We have a patient named Herman. He is very young – early fifties – and has vicious cancer. Every morning just after six, his business partner and best friend, Stefan, arrives with a coffee for himself and Herman. This was their tradition for years and now, in Herman’s last months, his friend is continuing it. As the weeks and months have gone on, Herman has gotten weaker and weaker. Just lifting the cup of coffee to his lips is now something he battles to do. I often walk in while the two friends are together and lately, I can see that it is a grateful interruption. Their relationship has changed so much and so brutally, and although it has a new depth, let’s be honest, they’d much rather be sitting in their office talking about their construction business or a bad hangover, or be joking about their wives. They did not sign up for talking about a pain control, adult diapers and a future neither of them ever planned for. Yesterday, Herman was having a particularly bad morning. We always joke that he should help me in the garden, so I teasingly said, “Well, you are clearly not going to be able to help Phineas spread the lawn dressing today.” Stefan said that Herman was a great gardener and that he could always fix things around the house.
We all realized what he had inadvertently said. He had spoken about Herman in the past tense. He was not wrong in some ways. We all know that he will never work in the garden again. In fact, he is so weak he can’t even pick up a pot plant. We may be quick to judge Stefan’s seeming callousness and insensitivity, but the more important thing for me is that he keeps showing up, however imperfectly. This is his first time losing his best friend and trying to get through these mornings being brave and supportive and hold it together. He deserves some grace too. As far as I know there is not a book out yet with a one size fits all step-by-step program on how to deal with losing a loved one.
Doctors are notorious for saying the wrong thing too. This week a patient told me how her doctor abruptly broke the news that she has a year left to live. It was a routine gynae appointment. Something looked wrong, and after some tests, the doctor phoned and told her she has a very aggressive cancer and needs to see an oncologist urgently, but that there is no hope. This is awful, terrible, even criminal, and we can all think of a million ways the doctor could have done this better, but I have sat in meetings where families and patients are told repeatedly and clearly that a person is dying and that there is no medical hope, and yet, people still walk out of the meetings making plans for holidays and re-doing kitchens. Maybe some doctors use these blunt tactics because that is the only way the patients hear them?
We also constantly sit in family meetings where people are devastated because doctors said nothing, or even worse, gave false hope by never telling the truth. They keep treating and treating and treating, and sometimes they will do so until you stop them. They do not see it as their responsibility to be upfront and say, “This treatment cannot save this life anymore,” or even “This treatment will not lengthen your life” or “ This treatment will have no real benefit but will make your last weeks a living hell.”

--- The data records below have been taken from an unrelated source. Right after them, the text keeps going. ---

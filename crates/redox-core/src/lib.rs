pub mod align;
pub mod calibrate;
pub mod consts;
pub mod error;
pub mod frame;
pub mod io;
pub mod pipeline;
pub mod ratio;
pub mod render;
pub mod session;
pub mod stats;
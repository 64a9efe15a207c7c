/// Factor that maps 8-bit samples onto the 16-bit range exactly (255 * 257 = 65535).
pub const EIGHT_TO_SIXTEEN_BIT: u16 = 257;

/// Small epsilon to avoid division by zero in floating-point comparisons.
pub const EPSILON: f64 = 1e-12;

/// Number of entries in the default false-color lookup table.
pub const DEFAULT_LUT_SIZE: usize = 64;

/// Percentile used as the "max" floor of the intensity stretch.
pub const INTENSITY_LOW_PERCENTILE: f64 = 1.0;

/// Percentile used as the "min" floor of the intensity stretch.
pub const INTENSITY_HIGH_PERCENTILE: f64 = 99.0;

/// Lower bound of the displayed ratio range.
pub const DEFAULT_BOTLIM: f32 = 0.0;

/// Upper bound of the displayed ratio range.
pub const DEFAULT_UPLIM: f32 = 1.0;

/// Directory holding the per-pair outputs of a session.
pub const RESULTS_DIR: &str = "results";

/// Per-session summary table, appended to after each pair.
pub const SUMMARY_FILE: &str = "redox_summary.csv";

/// Session folder naming, e.g. `2024-03-01_14-05-59`.
pub const SESSION_TIMESTAMP_FORMAT: &str = "%Y-%m-%d_%H-%M-%S";

/// Default parent folder for new sessions.
pub const DEFAULT_SESSIONS_ROOT: &str = "ImageAnalyzerASTJO";
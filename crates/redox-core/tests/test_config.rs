use redox_core::pipeline::config::{DegeneratePolicy, PairingPolicy, RenderConfig, RunConfig};
use redox_core::ratio::RatioFormula;
use redox_core::render::ColorTable;

#[test]
fn test_defaults() {
    let config = RunConfig::default();
    assert_eq!(config.calibration.fad_gain, 1.0);
    assert_eq!(config.calibration.nadh_power, 0.0);
    assert_eq!(config.formula, RatioFormula::NadhOverFad);
    assert!(!config.pretty);
    assert_eq!(config.render.botlim, 0.0);
    assert_eq!(config.render.uplim, 1.0);
    assert_eq!(config.render.lut_size, 64);
    assert!(config.registration.enabled);
    assert!(!config.registration.subpixel);
    assert_eq!(config.degenerate, DegeneratePolicy::Passthrough);
    assert_eq!(config.pairing, PairingPolicy::Strict);
}

#[test]
fn test_partial_toml_fills_defaults() {
    let text = r#"
        formula = "NADH/(FAD+NADH)"
        pretty = true
        degenerate = "Reject"

        [calibration]
        fad_gain = 2.5
        nadh_gain = 1.5
        fad_power = 5.0
        nadh_power = 5.0
    "#;
    let config: RunConfig = toml::from_str(text).unwrap();
    assert_eq!(config.formula, RatioFormula::NadhOverSum);
    assert!(config.pretty);
    assert_eq!(config.degenerate, DegeneratePolicy::Reject);
    assert_eq!(config.calibration.fad_gain, 2.5);
    assert_eq!(config.render.lut_size, 64);
    assert!(config.registration.enabled);
}

#[test]
fn test_formula_slug_alias() {
    let config: RunConfig = toml::from_str(r#"formula = "FAD_div_NADH_FAD""#).unwrap();
    assert_eq!(config.formula, RatioFormula::FadOverSum);
}

#[test]
fn test_toml_roundtrip() {
    let mut config = RunConfig::default();
    config.formula = RatioFormula::FadOverNadh;
    config.pairing = PairingPolicy::Truncate;
    config.render.uplim = 2.0;

    let text = toml::to_string_pretty(&config).unwrap();
    let back: RunConfig = toml::from_str(&text).unwrap();
    assert_eq!(back.formula, RatioFormula::FadOverNadh);
    assert_eq!(back.pairing, PairingPolicy::Truncate);
    assert_eq!(back.render.uplim, 2.0);
    assert!(back.render.lut.is_none());
}

#[test]
fn test_explicit_lut_from_json() {
    let json = r#"{
        "render": {
            "botlim": 0.2,
            "uplim": 0.8,
            "lut_size": 64,
            "lut": [[0.0, 0.0, 0.0, 1.0], [1.0, 1.0, 1.0, 1.0]]
        }
    }"#;
    let config: RunConfig = serde_json::from_str(json).unwrap();
    let table = config.render.color_table().unwrap();
    assert_eq!(table.len(), 2);
    assert_eq!(table.get(1), Some(&[1.0, 1.0, 1.0, 1.0]));
}

#[test]
fn test_short_lut_rejected() {
    let json = r#"{"render": {"botlim": 0.0, "uplim": 1.0, "lut_size": 64, "lut": [[0.0, 0.0, 0.0, 1.0]]}}"#;
    assert!(serde_json::from_str::<RunConfig>(json).is_err());
}

#[test]
fn test_render_validation() {
    let render = RenderConfig {
        botlim: 1.0,
        uplim: 1.0,
        ..RenderConfig::default()
    };
    assert!(render.validate().is_err());
    assert!(RenderConfig::default().validate().is_ok());
    assert_eq!(
        RenderConfig::default().color_table().unwrap(),
        ColorTable::jet(64).unwrap()
    );
}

This week, I walked into a wall of grief when a young man died with us despite the fact that he had radiation the day before. Reading the files, it is clear that everyone in the medical fraternity knew there was no hope, but he didn’t know that, and neither did his wife, his mom and dad, siblings, niblings and cousins.
This end-of-life business is tough, on all of us: the friends, the family, the patients, the doctors. It is just messy, and we all get it wrong so often. I wish we had better language, more time, clearer understandings, an account of a life with less confusion.
The sentence we hear so often is, “We wish we came sooner” – not necessarily to have booked in or be admitted, but to start the journey, to meet us and to bring your family around before you come rushing to us in pain and in an emergency. We encourage people that from when they get the diagnosis or know that they are not continuing treatment, come and see what we do and let us help you make informed decisions about end-of-life and palliative care and quantity versus quality of life.
Yesterday, I had a meeting with a family. Paddy is healthy and has very few symptoms, but the doctors have told her it won’t be long before she will need care. It was so good to meet her husband, her son and daughter and to start making a plan for her last months. She told us what she is scared of, the family shared what made them anxious and we talked through it. We laughed a lot and there were tears, but there was a sense of safety for them because they know a bit more of what to expect. They have this opportunity to to have had the difficult conversations, and now they have agreed on an advanced health directive, who will be her palliative doctor, when her GP will hand over to him and all kinds of other things that will help them remain in control and be at ease. Paddy is making the decisions now about her care so that no one has to do it on her behalf later. By taking control now, she is going to make the conversations everyone has easier later. The narrative from now on is on her terms, for doctors, friends, children. I love her all ready.
So, what it might boil down to is that there are no perfect scripts. Not everyone gets the words right all the time, but meeting people like Paddy, witnessing friendships like Stefan and Herman’s, reminds me that showing up with honesty and with love is enough.